Stored data:
★ ★ ★
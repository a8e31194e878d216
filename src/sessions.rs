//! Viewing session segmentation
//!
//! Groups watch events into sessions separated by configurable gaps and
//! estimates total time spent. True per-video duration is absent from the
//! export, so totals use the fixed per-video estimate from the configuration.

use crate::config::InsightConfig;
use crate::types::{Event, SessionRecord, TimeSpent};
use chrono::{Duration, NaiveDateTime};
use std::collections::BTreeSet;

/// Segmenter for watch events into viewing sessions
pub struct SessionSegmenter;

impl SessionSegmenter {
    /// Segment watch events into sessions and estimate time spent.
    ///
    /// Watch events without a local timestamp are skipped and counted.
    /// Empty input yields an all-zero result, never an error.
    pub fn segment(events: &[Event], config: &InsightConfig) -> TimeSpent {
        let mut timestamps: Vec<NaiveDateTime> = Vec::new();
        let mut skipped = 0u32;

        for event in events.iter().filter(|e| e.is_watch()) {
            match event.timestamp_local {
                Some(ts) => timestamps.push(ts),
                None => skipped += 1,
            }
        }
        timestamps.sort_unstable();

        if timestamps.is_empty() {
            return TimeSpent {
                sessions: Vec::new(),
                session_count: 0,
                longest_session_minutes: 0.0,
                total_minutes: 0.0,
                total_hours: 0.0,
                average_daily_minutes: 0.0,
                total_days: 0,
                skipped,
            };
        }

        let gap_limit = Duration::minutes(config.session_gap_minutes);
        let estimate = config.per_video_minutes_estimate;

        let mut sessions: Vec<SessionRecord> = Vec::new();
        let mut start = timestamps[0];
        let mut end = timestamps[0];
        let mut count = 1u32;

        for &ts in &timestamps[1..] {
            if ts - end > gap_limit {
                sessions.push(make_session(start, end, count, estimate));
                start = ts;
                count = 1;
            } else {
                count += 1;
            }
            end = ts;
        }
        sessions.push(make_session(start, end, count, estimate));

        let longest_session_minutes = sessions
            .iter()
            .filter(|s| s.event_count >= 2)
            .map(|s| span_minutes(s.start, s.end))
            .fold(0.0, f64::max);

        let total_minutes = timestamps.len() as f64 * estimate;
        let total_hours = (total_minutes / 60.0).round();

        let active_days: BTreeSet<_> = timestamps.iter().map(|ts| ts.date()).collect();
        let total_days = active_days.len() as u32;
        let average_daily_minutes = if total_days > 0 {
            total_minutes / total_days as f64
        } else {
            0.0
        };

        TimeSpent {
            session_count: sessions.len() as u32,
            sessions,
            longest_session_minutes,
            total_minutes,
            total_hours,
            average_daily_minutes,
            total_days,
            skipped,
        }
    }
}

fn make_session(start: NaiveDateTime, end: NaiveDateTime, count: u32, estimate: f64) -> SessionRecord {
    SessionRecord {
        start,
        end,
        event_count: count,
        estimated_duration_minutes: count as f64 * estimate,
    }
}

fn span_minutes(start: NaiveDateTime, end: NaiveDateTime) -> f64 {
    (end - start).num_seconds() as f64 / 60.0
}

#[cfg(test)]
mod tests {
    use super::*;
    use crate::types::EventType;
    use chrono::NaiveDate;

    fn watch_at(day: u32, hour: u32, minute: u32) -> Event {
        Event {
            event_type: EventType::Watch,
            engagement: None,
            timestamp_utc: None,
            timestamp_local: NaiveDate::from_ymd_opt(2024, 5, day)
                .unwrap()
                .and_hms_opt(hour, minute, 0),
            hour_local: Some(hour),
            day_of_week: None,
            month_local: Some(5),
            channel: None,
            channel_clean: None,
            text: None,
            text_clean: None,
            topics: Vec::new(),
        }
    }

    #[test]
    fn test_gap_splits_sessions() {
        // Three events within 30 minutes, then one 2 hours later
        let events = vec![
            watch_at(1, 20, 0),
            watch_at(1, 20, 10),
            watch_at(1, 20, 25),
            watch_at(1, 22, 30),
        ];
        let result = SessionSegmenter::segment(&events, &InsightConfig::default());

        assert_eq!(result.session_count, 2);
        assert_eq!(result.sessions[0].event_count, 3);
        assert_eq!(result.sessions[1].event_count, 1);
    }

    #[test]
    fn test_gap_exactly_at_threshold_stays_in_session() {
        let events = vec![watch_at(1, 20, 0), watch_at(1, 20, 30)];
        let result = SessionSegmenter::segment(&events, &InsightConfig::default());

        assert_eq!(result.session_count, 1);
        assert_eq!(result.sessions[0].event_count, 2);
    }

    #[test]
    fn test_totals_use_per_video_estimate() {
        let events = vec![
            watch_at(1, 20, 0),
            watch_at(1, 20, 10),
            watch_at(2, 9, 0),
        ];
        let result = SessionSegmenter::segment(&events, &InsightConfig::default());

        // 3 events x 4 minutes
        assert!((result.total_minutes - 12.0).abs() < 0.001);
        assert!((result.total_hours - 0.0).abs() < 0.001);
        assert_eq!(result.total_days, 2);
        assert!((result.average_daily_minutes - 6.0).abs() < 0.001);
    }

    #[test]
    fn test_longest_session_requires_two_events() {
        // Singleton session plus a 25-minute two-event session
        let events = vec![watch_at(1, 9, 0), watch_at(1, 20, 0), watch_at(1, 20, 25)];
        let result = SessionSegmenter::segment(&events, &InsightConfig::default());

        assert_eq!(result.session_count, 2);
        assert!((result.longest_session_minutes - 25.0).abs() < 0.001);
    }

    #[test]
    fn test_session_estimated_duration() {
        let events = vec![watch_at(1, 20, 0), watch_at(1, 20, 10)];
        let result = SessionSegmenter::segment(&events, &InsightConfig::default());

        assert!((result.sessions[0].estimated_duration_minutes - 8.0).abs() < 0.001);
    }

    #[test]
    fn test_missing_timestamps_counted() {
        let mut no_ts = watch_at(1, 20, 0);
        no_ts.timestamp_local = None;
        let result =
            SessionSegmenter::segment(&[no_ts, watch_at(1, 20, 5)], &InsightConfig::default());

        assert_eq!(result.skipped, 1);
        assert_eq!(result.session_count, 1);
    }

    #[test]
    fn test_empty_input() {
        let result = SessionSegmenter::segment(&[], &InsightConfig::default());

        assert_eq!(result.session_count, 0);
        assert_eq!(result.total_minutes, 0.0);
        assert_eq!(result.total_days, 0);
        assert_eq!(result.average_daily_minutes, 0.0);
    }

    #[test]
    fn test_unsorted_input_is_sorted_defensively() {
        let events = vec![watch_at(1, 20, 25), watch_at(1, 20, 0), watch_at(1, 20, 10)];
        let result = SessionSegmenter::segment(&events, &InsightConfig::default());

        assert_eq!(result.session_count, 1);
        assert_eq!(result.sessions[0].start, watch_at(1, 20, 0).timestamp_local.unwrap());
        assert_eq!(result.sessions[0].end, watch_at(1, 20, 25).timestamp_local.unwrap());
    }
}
★ ★ ★
Work required: Among the lines of the data, identify those with the word "None". Copy each of them.

Result of this exercise:
                None => skipped += 1,
            engagement: None,
            timestamp_utc: None,
            day_of_week: None,
            channel: None,
            channel_clean: None,
            text: None,
            text_clean: None,
        no_ts.timestamp_local = None;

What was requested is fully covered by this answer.